> **Directions for this task**
Scan the entries for the word "accepting", and copy every line where it appears.

++++

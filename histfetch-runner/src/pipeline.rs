//! Tick and bar download pipelines.
//!
//! Each run: open a session → plan chunks → fetch sequentially with a pause
//! between requests → close the session → concatenate, sort, (dedupe) → CSV.
//!
//! A chunk that returns no data or fails is logged and skipped. The run only
//! fails if no chunk produced data, the session cannot be opened, or the file
//! cannot be written. No file is written for an empty run.

use chrono::{DateTime, Utc};
use histfetch_core::chunk::ChunkError;
use histfetch_core::source::{DataSource, Session, SourceError};
use histfetch_core::{Bar, DateRange, Tick, Timeframe, Timestamped};
use log::{error, info, warn};
use std::path::PathBuf;
use std::time::Duration;
use thiserror::Error;

use crate::config::PipelineConfig;
use crate::export::{save_bars_csv, save_ticks_csv};
use crate::finalize::{auto_filename, clip_to_range, concat, finalize_bars, finalize_ticks, time_span};
use crate::stats::{BarStats, TickStats};

#[derive(Debug, Error)]
pub enum PipelineError {
    #[error("session failed: {0}")]
    Session(#[from] SourceError),

    #[error("no data for {symbol} in {range}")]
    NoData { symbol: String, range: DateRange },

    #[error("failed to write {path}: {reason}")]
    Write { path: PathBuf, reason: String },

    #[error("invalid chunk policy: {0}")]
    Chunk(#[from] ChunkError),
}

/// Where the CSV goes.
#[derive(Debug, Clone, PartialEq)]
pub enum OutputTarget {
    /// Exactly this path.
    File(PathBuf),
    /// An auto-generated name inside this directory.
    AutoIn(PathBuf),
}

#[derive(Debug, Clone)]
pub struct TickRequest {
    pub symbol: String,
    pub range: DateRange,
    pub output: OutputTarget,
}

#[derive(Debug, Clone)]
pub struct BarRequest {
    pub symbol: String,
    pub timeframe: Timeframe,
    pub range: DateRange,
    pub output: OutputTarget,
}

/// Per-run chunk accounting.
#[derive(Debug, Clone, Copy, Default, PartialEq, Eq)]
pub struct ChunkTally {
    pub planned: usize,
    pub with_data: usize,
    pub empty: usize,
    pub failed: usize,
    /// Not requested because the source stopped accepting requests.
    pub skipped: usize,
}

/// What happened to one chunk request.
#[derive(Debug, Clone, PartialEq)]
pub enum ChunkOutcome {
    Records(usize),
    Empty,
    Failed(String),
}

/// Progress callbacks for a chunked fetch.
pub trait FetchProgress {
    fn on_chunk_start(&self, index: usize, total: usize, range: &DateRange);

    fn on_chunk_complete(&self, index: usize, total: usize, range: &DateRange, outcome: &ChunkOutcome);

    fn on_finish(&self, tally: &ChunkTally, records: usize);
}

/// Reports progress through the `log` facade.
pub struct LogProgress;

impl FetchProgress for LogProgress {
    fn on_chunk_start(&self, index: usize, total: usize, range: &DateRange) {
        info!("[{}/{}] requesting {range}", index + 1, total);
    }

    fn on_chunk_complete(&self, _index: usize, _total: usize, range: &DateRange, outcome: &ChunkOutcome) {
        match outcome {
            ChunkOutcome::Records(n) => info!("  {n} records"),
            ChunkOutcome::Empty => warn!("  no data in {range}"),
            ChunkOutcome::Failed(reason) => error!("  request for {range} failed: {reason}"),
        }
    }

    fn on_finish(&self, tally: &ChunkTally, records: usize) {
        info!(
            "fetched {records} records from {}/{} chunks ({} empty, {} failed, {} skipped)",
            tally.with_data, tally.planned, tally.empty, tally.failed, tally.skipped
        );
    }
}

/// Result of a successful run.
#[derive(Debug, Clone)]
pub struct DownloadReport<S> {
    pub symbol: String,
    pub path: PathBuf,
    pub records: usize,
    pub first: DateTime<Utc>,
    pub last: DateTime<Utc>,
    pub file_size: u64,
    pub tally: ChunkTally,
    pub stats: S,
}

/// Fetch `chunks` one by one, pausing `delay` between requests.
///
/// Returns the non-empty, range-clipped results in chunk order.
fn fetch_chunks<'a, T, F>(
    session: &mut Session<'a>,
    chunks: &[DateRange],
    delay: Duration,
    progress: &dyn FetchProgress,
    mut fetch: F,
) -> (Vec<Vec<T>>, ChunkTally)
where
    T: Timestamped,
    F: FnMut(&mut Session<'a>, &DateRange) -> Result<Option<Vec<T>>, SourceError>,
{
    let total = chunks.len();
    let mut tally = ChunkTally {
        planned: total,
        ..Default::default()
    };
    let mut batches = Vec::new();

    for (i, chunk) in chunks.iter().enumerate() {
        if i > 0 && !delay.is_zero() {
            std::thread::sleep(delay);
        }

        if !session.is_available() {
            tally.skipped = total - i;
            warn!("{} stopped accepting requests; skipping {} chunks", session.source_name(), tally.skipped);
            break;
        }

        progress.on_chunk_start(i, total, chunk);
        let outcome = match fetch(session, chunk) {
            Ok(Some(records)) => {
                let records = clip_to_range(records, chunk);
                if records.is_empty() {
                    ChunkOutcome::Empty
                } else {
                    let n = records.len();
                    batches.push(records);
                    ChunkOutcome::Records(n)
                }
            }
            Ok(None) => ChunkOutcome::Empty,
            Err(e) => ChunkOutcome::Failed(e.to_string()),
        };

        match outcome {
            ChunkOutcome::Records(_) => tally.with_data += 1,
            ChunkOutcome::Empty => tally.empty += 1,
            ChunkOutcome::Failed(_) => tally.failed += 1,
        }
        progress.on_chunk_complete(i, total, chunk, &outcome);
    }

    (batches, tally)
}

/// Ticks for the session's symbol over `range`, unsorted.
///
/// Tries the whole range in one request first (when enabled); if that yields
/// nothing, falls back to fixed windows.
pub fn fetch_ticks(
    session: &mut Session<'_>,
    range: &DateRange,
    settings: &PipelineConfig,
    progress: &dyn FetchProgress,
) -> Result<(Vec<Tick>, ChunkTally), PipelineError> {
    if settings.try_full_range {
        info!("requesting full range {range}");
        match session.ticks(range) {
            Ok(Some(ticks)) => {
                let ticks = clip_to_range(ticks, range);
                if !ticks.is_empty() {
                    info!("full range returned {} ticks", ticks.len());
                    let tally = ChunkTally {
                        planned: 1,
                        with_data: 1,
                        ..Default::default()
                    };
                    progress.on_finish(&tally, ticks.len());
                    return Ok((ticks, tally));
                }
                info!("full range returned no ticks, falling back to windows");
            }
            Ok(None) => info!("full range returned no data, falling back to windows"),
            Err(e) => warn!("full range request failed ({e}), falling back to windows"),
        }
        std::thread::sleep(settings.request_delay());
    }

    let chunks = settings.tick_policy()?.plan(range);
    info!("{} tick windows planned", chunks.len());
    let (batches, tally) = fetch_chunks(session, &chunks, settings.request_delay(), progress, |s, r| s.ticks(r));
    let ticks = concat(batches);
    progress.on_finish(&tally, ticks.len());
    Ok((ticks, tally))
}

/// Bars for the session's symbol over `range`, unsorted and possibly duplicated.
pub fn fetch_bars(
    session: &mut Session<'_>,
    timeframe: Timeframe,
    range: &DateRange,
    settings: &PipelineConfig,
    progress: &dyn FetchProgress,
) -> Result<(Vec<Bar>, ChunkTally), PipelineError> {
    let chunks = settings.bar_policy(timeframe)?.plan(range);
    info!("{} {timeframe} chunks planned", chunks.len());
    let (batches, tally) = fetch_chunks(session, &chunks, settings.request_delay(), progress, |s, r| {
        s.rates(timeframe, r)
    });
    let bars = concat(batches);
    progress.on_finish(&tally, bars.len());
    Ok((bars, tally))
}

fn resolve_path<T: Timestamped>(
    target: &OutputTarget,
    symbol: &str,
    kind: &str,
    records: &[T],
) -> Option<(PathBuf, DateTime<Utc>, DateTime<Utc>)> {
    let (first, last) = time_span(records)?;
    let path = match target {
        OutputTarget::File(path) => path.clone(),
        OutputTarget::AutoIn(dir) => auto_filename(dir, symbol, kind, first, last, records.len()),
    };
    Some((path, first, last))
}

/// Download ticks and write them to CSV.
pub fn download_ticks(
    source: &mut dyn DataSource,
    request: &TickRequest,
    settings: &PipelineConfig,
    progress: &dyn FetchProgress,
) -> Result<DownloadReport<TickStats>, PipelineError> {
    info!("downloading {} ticks {}", request.symbol, request.range);
    let (ticks, tally) = {
        let mut session = Session::open(source, &request.symbol)?;
        fetch_ticks(&mut session, &request.range, settings, progress)?
    };

    let ticks = finalize_ticks(ticks);
    let (Some((path, first, last)), Some(stats)) = (
        resolve_path(&request.output, &request.symbol, "ticks", &ticks),
        TickStats::from_ticks(&ticks),
    ) else {
        error!("no ticks found for {} in {}", request.symbol, request.range);
        return Err(PipelineError::NoData {
            symbol: request.symbol.clone(),
            range: request.range,
        });
    };

    info!("saving {} ticks to {}", ticks.len(), path.display());
    let file_size = save_ticks_csv(&path, &ticks).map_err(|e| PipelineError::Write {
        path: path.clone(),
        reason: format!("{e:#}"),
    })?;

    Ok(DownloadReport {
        symbol: request.symbol.clone(),
        path,
        records: ticks.len(),
        first,
        last,
        file_size,
        tally,
        stats,
    })
}

/// Download bars and write them to CSV.
pub fn download_bars(
    source: &mut dyn DataSource,
    request: &BarRequest,
    settings: &PipelineConfig,
    progress: &dyn FetchProgress,
) -> Result<DownloadReport<BarStats>, PipelineError> {
    info!(
        "downloading {} {} bars {}",
        request.symbol, request.timeframe, request.range
    );
    let (bars, tally) = {
        let mut session = Session::open(source, &request.symbol)?;
        fetch_bars(&mut session, request.timeframe, &request.range, settings, progress)?
    };

    let bars = finalize_bars(bars);
    let (Some((path, first, last)), Some(stats)) = (
        resolve_path(&request.output, &request.symbol, request.timeframe.label(), &bars),
        BarStats::from_bars(&bars),
    ) else {
        error!("no bars found for {} in {}", request.symbol, request.range);
        return Err(PipelineError::NoData {
            symbol: request.symbol.clone(),
            range: request.range,
        });
    };

    info!("saving {} bars to {}", bars.len(), path.display());
    let file_size = save_bars_csv(&path, &bars).map_err(|e| PipelineError::Write {
        path: path.clone(),
        reason: format!("{e:#}"),
    })?;

    Ok(DownloadReport {
        symbol: request.symbol.clone(),
        path,
        records: bars.len(),
        first,
        last,
        file_size,
        tally,
        stats,
    })
}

++++

> **Task answer**
    /// Not requested because the source stopped accepting requests.
            warn!("{} stopped accepting requests; skipping {} chunks", session.source_name(), tally.skipped);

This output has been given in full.